Logo no início do livro menciona que a migração é tão antiga quanto a humanidade. É algo que não faz sentido enquadrar numa lógica contra ou a favor?
Isso não significa que não se possa mudar nada ou que não se possa tentar gerir melhor a situação. Mas se uma política se baseia em desejar que [a migração] desapareça, essa é uma forma de magia, não funciona. Se pensamos realmente que podemos parar a migração, isso é ingénuo, porque sempre existiu, as pessoas sempre se deslocaram por todo o tipo de razões. Primeiro temos de perceber porque é que as pessoas se deslocam, porque é que a migração é como é, antes de podermos começar a pensar no que uma política pode fazer. E é também como uma imunização contra a ideia de que a migração é como uma torneira que se abre e fecha, não é assim que funciona. É mais ou menos um processo natural. No momento em que se tenta realmente pará-lo, só é possível fazê-lo quando nos tornamos como a Coreia do Norte — um Estado totalitário. E já vimos o que acontece quando se tenta realmente travar a migração ou a mobilidade com o período da Covid-19 — significa práticas totalitárias e é por isso que a Covid-19 criou tantas reações no Ocidente, as pessoas aperceberam-se subitamente do poder que o Estado tem e nós não queremos que ele controle a mobilidade! Mas, na realidade, mesmo que digamos que queremos acabar com toda a migração, se isso acontecesse de facto, seriam necessárias intervenções tão drásticas que basicamente destruiriam a nossa democracia. Por isso, não se pode viver numa sociedade capitalista democrática e rica e, ao mesmo tempo, não querer imigrantes. É impossível.

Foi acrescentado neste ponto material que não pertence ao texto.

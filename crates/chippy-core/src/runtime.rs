use crate::command::{Action, Command, CommandInner, MouseMode, TerminalCommand};
use crate::model::Model;
use crate::subscription::SubscriptionManager;
use crossterm::{
    cursor,
    event::{DisableBracketedPaste, DisableMouseCapture, EnableBracketedPaste, EnableMouseCapture},
    execute,
    terminal::{
        disable_raw_mode, enable_raw_mode, EnterAlternateScreen, LeaveAlternateScreen, SetTitle,
    },
};
use ratatui::{backend::CrosstermBackend, Terminal};
use std::io::{self, stderr, stdout, Stderr, Stdout, Write};
use std::sync::Once;
use std::time::{Duration, Instant};
use tokio::sync::mpsc;
use tokio::time::MissedTickBehavior;

/// Longest time spent draining queued messages before the next frame.
const BURST_WINDOW: Duration = Duration::from_micros(100);
const BURST_LIMIT: usize = 100;

/// Where the UI is drawn. Use [`Stderr`](OutputTarget::Stderr) when stdout
/// carries the program's result, as `user-list` does with the picked names.
#[derive(Debug, Default, Clone, Copy, PartialEq, Eq)]
pub enum OutputTarget {
    #[default]
    Stdout,
    Stderr,
}

enum Output {
    Stdout(Stdout),
    Stderr(Stderr),
}

impl Output {
    fn new(target: OutputTarget) -> Self {
        match target {
            OutputTarget::Stdout => Output::Stdout(stdout()),
            OutputTarget::Stderr => Output::Stderr(stderr()),
        }
    }
}

impl Write for Output {
    fn write(&mut self, buf: &[u8]) -> io::Result<usize> {
        match self {
            Output::Stdout(w) => w.write(buf),
            Output::Stderr(w) => w.write(buf),
        }
    }

    fn flush(&mut self) -> io::Result<()> {
        match self {
            Output::Stdout(w) => w.flush(),
            Output::Stderr(w) => w.flush(),
        }
    }
}

/// Errors that can occur while initializing or running a [`Program`].
#[derive(Debug, thiserror::Error)]
pub enum ProgramError {
    /// An I/O error from terminal setup, rendering, or teardown.
    #[error("terminal I/O error: {0}")]
    Io(#[from] std::io::Error),
}

/// Configuration options for a [`Program`].
///
/// Override only what you need with struct update syntax:
///
/// ```rust,ignore
/// use chippy_core::{MouseMode, ProgramOptions};
///
/// let opts = ProgramOptions {
///     fps: 30,
///     mouse_mode: Some(MouseMode::CellMotion),
///     title: Some("User List".into()),
///     ..ProgramOptions::default()
/// };
/// ```
#[derive(Debug, Clone)]
pub struct ProgramOptions {
    /// Target frames per second (default: 60, clamped to 1..=120).
    pub fps: u32,
    /// Draw on the alternate screen (default: true).
    pub alt_screen: bool,
    /// Mouse capture. Clicks only reach pointer subscriptions when set.
    pub mouse_mode: Option<MouseMode>,
    /// Deliver pastes as one event (default: true).
    pub bracketed_paste: bool,
    pub title: Option<String>,
    /// Restore the terminal from a panic hook (default: true).
    pub catch_panics: bool,
    /// End the program on SIGINT (default: true). In raw mode Ctrl+C
    /// arrives as a key event instead, which the model handles itself.
    pub handle_signals: bool,
    pub output: OutputTarget,
}

impl Default for ProgramOptions {
    fn default() -> Self {
        Self {
            fps: 60,
            alt_screen: true,
            mouse_mode: None,
            bracketed_paste: true,
            title: None,
            catch_panics: true,
            handle_signals: true,
            output: OutputTarget::default(),
        }
    }
}

impl ProgramOptions {
    fn frame_interval(&self) -> Duration {
        Duration::from_secs_f64(1.0 / f64::from(self.fps.clamp(1, 120)))
    }
}

/// The terminal while a program owns it: raw mode, screen, paste and mouse
/// modes, title and a hidden cursor, all undone by [`close`](Self::close).
struct TerminalSession {
    terminal: Terminal<CrosstermBackend<Output>>,
    alt_screen: bool,
    output: OutputTarget,
}

impl TerminalSession {
    fn open(options: &ProgramOptions) -> Result<Self, ProgramError> {
        if options.catch_panics {
            install_panic_hook(options.alt_screen, options.output);
        }

        enable_raw_mode()?;
        let mut writer = Output::new(options.output);
        if options.alt_screen {
            execute!(writer, EnterAlternateScreen)?;
        }
        if options.bracketed_paste {
            execute!(writer, EnableBracketedPaste)?;
        }
        if let Some(mode) = options.mouse_mode {
            tracing::debug!(?mode, "mouse capture enabled");
            execute!(writer, EnableMouseCapture)?;
        }
        if let Some(title) = &options.title {
            execute!(writer, SetTitle(title))?;
        }
        execute!(writer, cursor::Hide)?;

        Ok(Self {
            terminal: Terminal::new(CrosstermBackend::new(writer))?,
            alt_screen: options.alt_screen,
            output: options.output,
        })
    }

    fn apply(&mut self, cmd: &TerminalCommand) -> io::Result<()> {
        let writer = self.terminal.backend_mut();
        match cmd {
            TerminalCommand::EnableMouseCapture(_) => execute!(writer, EnableMouseCapture),
            TerminalCommand::DisableMouse => execute!(writer, DisableMouseCapture),
        }
    }

    fn close(&self) -> io::Result<()> {
        restore_terminal(self.alt_screen, self.output)
    }
}

/// Installed once per process; later programs reuse it.
fn install_panic_hook(alt_screen: bool, output: OutputTarget) {
    static HOOK: Once = Once::new();
    HOOK.call_once(|| {
        let previous = std::panic::take_hook();
        std::panic::set_hook(Box::new(move |info| {
            let _ = restore_terminal(alt_screen, output);
            previous(info);
        }));
    });
}

/// Undo every terminal mode a session may have set. Keeps going when a step
/// fails; returns the raw-mode result.
fn restore_terminal(alt_screen: bool, output: OutputTarget) -> io::Result<()> {
    let raw = disable_raw_mode();
    let mut writer = Output::new(output);
    execute!(writer, DisableBracketedPaste).ok();
    execute!(writer, DisableMouseCapture).ok();
    execute!(writer, cursor::Show).ok();
    if alt_screen {
        execute!(writer, LeaveAlternateScreen).ok();
    }
    raw
}

/// Owns the terminal, the message queue and the subscriptions of a
/// [`Model`], and drives its update/view cycle.
///
/// Messages are handled one at a time: each `update` runs to completion
/// before the next message is taken from the queue, and subscriptions are
/// reconciled after every update.
///
/// # Example
///
/// ```rust,ignore
/// use chippy_core::{Program, ProgramError};
///
/// #[tokio::main]
/// async fn main() -> Result<(), ProgramError> {
///     let list = Program::<UserList>::new(flags)?.run().await?;
///     println!("{:?}", list.selected());
///     Ok(())
/// }
/// ```
pub struct Program<M: Model> {
    model: M,
    session: TerminalSession,
    msg_tx: mpsc::UnboundedSender<M::Message>,
    msg_rx: mpsc::UnboundedReceiver<M::Message>,
    subscriptions: SubscriptionManager<M::Message>,
    options: ProgramOptions,
    dirty: bool,
    quit: bool,
}

impl<M: Model> Program<M> {
    pub fn new(flags: M::Flags) -> Result<Self, ProgramError> {
        Self::with_options(flags, ProgramOptions::default())
    }

    /// Take over the terminal and initialize the model.
    ///
    /// Must be called from inside a tokio runtime: the model's initial
    /// subscriptions are started here.
    pub fn with_options(flags: M::Flags, options: ProgramOptions) -> Result<Self, ProgramError> {
        let (msg_tx, msg_rx) = mpsc::unbounded_channel();
        let (model, init_cmd) = M::init(flags);
        let session = TerminalSession::open(&options)?;

        let mut program = Self {
            model,
            session,
            subscriptions: SubscriptionManager::new(msg_tx.clone()),
            msg_tx,
            msg_rx,
            options,
            dirty: true,
            quit: false,
        };
        tracing::debug!(fps = program.options.fps, "program initialized");

        program.execute(init_cmd);
        program.subscriptions.reconcile(program.model.subscriptions());
        Ok(program)
    }

    /// Run until the model quits and return it.
    ///
    /// Subscriptions are aborted and the terminal restored on every exit
    /// path, including errors from the loop itself.
    pub async fn run(mut self) -> Result<M, ProgramError> {
        let result = self.event_loop().await;

        tracing::debug!("shutting down");
        self.subscriptions.shutdown();
        let restored = self.session.close();

        result?;
        restored?;
        Ok(self.model)
    }

    async fn event_loop(&mut self) -> Result<(), ProgramError> {
        self.draw()?;

        let mut frames = tokio::time::interval(self.options.frame_interval());
        frames.set_missed_tick_behavior(MissedTickBehavior::Skip);
        let handle_signals = self.options.handle_signals;

        while !self.quit {
            tokio::select! {
                biased;

                _ = tokio::signal::ctrl_c(), if handle_signals => {
                    tracing::debug!("received SIGINT");
                    break;
                }

                Some(msg) = self.msg_rx.recv() => {
                    self.process(msg);
                    self.drain_burst();
                }

                _ = frames.tick() => {
                    if self.dirty {
                        self.draw()?;
                        self.dirty = false;
                    }
                }
            }
        }
        Ok(())
    }

    /// Handle messages that are already queued, e.g. the `Changed` a key
    /// press emits, so they land in the same frame.
    fn drain_burst(&mut self) {
        let deadline = Instant::now() + BURST_WINDOW;
        for _ in 0..BURST_LIMIT {
            if self.quit || Instant::now() >= deadline {
                break;
            }
            match self.msg_rx.try_recv() {
                Ok(msg) => self.process(msg),
                Err(_) => break,
            }
        }
    }

    fn process(&mut self, msg: M::Message) {
        let cmd = self.model.update(msg);
        self.execute(cmd);
        self.subscriptions.reconcile(self.model.subscriptions());
        self.dirty = true;
    }

    fn execute(&mut self, cmd: Command<M::Message>) {
        match cmd.inner {
            CommandInner::None => {}
            CommandInner::Action(Action::Message(msg)) => {
                let _ = self.msg_tx.send(msg);
            }
            CommandInner::Action(Action::Quit) => self.quit = true,
            CommandInner::Future(fut) => {
                let tx = self.msg_tx.clone();
                tokio::spawn(async move {
                    let _ = tx.send(fut.await);
                });
            }
            CommandInner::Batch(cmds) => {
                for cmd in cmds {
                    self.execute(cmd);
                }
            }
            CommandInner::Terminal(tcmd) => {
                if let Err(err) = self.session.apply(&tcmd) {
                    tracing::warn!(command = ?tcmd, error = %err, "terminal command failed");
                }
            }
        }
    }

    fn draw(&mut self) -> Result<(), ProgramError> {
        let model = &self.model;
        self.session.terminal.draw(|frame| model.view(frame))?;
        Ok(())
    }
}

#[cfg(test)]
mod tests {
    use super::*;

    #[test]
    fn default_options() {
        let opts = ProgramOptions::default();
        assert_eq!(opts.fps, 60);
        assert!(opts.alt_screen);
        assert!(opts.mouse_mode.is_none());
        assert!(opts.bracketed_paste);
        assert_eq!(opts.output, OutputTarget::Stdout);
    }

    #[test]
    fn frame_interval_clamps_fps() {
        let at = |fps| ProgramOptions { fps, ..ProgramOptions::default() }.frame_interval();
        assert_eq!(at(0), Duration::from_secs(1));
        assert_eq!(at(1000), at(120));
        assert!(at(60) < at(30));
    }

    #[test]
    fn program_error_mentions_terminal() {
        let err = ProgramError::from(io::Error::new(io::ErrorKind::Other, "no tty"));
        assert_eq!(err.to_string(), "terminal I/O error: no tty");
    }
}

O maior mito que pretende desmentir no seu livro é que a migração está a ficar fora de controlo. Se não está, porque é que a perceção atual — principalmente no mundo ocidental — é de que está?
A nível global, a migração não é, de todo, excecionalmente elevada. Foi provavelmente mais elevada há um século, quando muitos europeus foram para a América. Apenas 3% da população mundial é migrante e essa percentagem quase não se alterou [nas últimas décadas]. A percentagem de refugiados é ainda mais pequena e também não se alterou. Há altos e baixos e não uma grande vaga de pessoas a chegar. Mas, de uma perspetiva europeia, é lógico [pensar-se assim], porque as coisas mudaram. A Europa foi o último continente de colonizadores — Portugal é um grande exemplo e o meu país, os Países Baixos, é também. Foram impérios coloniais marítimos. Por isso, sempre fomos habituados a ir para o estrangeiro e a instalar-nos noutros locais sem pedir autorização. Por isso digo que o colonialismo europeu é a maior migração ilegal da história da humanidade, porque nunca pedimos autorização! Bem, é claro que isso mudou nos últimos 50 anos, com a descolonização em primeiro lugar, o que significou que algumas das pessoas das colónias foram para Portugal, para os Países Baixos, para França, para a Grã-Bretanha, etc… E depois veio o fator económico, que em Portugal é relativamente recente, mas noutros países europeus é mais antigo. Há falta de mão de obra e isso atrai pessoas.

Portanto, a Europa alterou fundamentalmente a sua posição no mapa global das migrações, passando de continente de saída a continente de acolhimento de imigrantes. E isso é uma verdadeira mudança! Por isso, é compreensível que as pessoas vejam-no assim. A primeira vez que vim a Lisboa foi em 1997 e é possível ver isso nas ruas. Há muitos mais estrangeiros, o que é uma mudança real, mas isso não quer dizer que Portugal esteja a ser invadido! O problema são os políticos que põem lenha na fogueira. E a comunicação social — não toda, mas a de massas — tem tendência para o sensacionalismo. Por isso, o que vemos na televisão são os barcos e na América as caravanas. E isso cria a imagem de que “isto é realmente o que está a acontecer”. Para dar um exemplo sobre a migração africana para a Europa: nove em cada dez africanos que se deslocam para a Europa, deslocam-se legalmente. Não é essa a impressão que se tem quando se vê televisão! Vemos pessoas a afogarem-se no Mediterrâneo. Está, de facto, a acontecer e é um problema, mas não é representativo.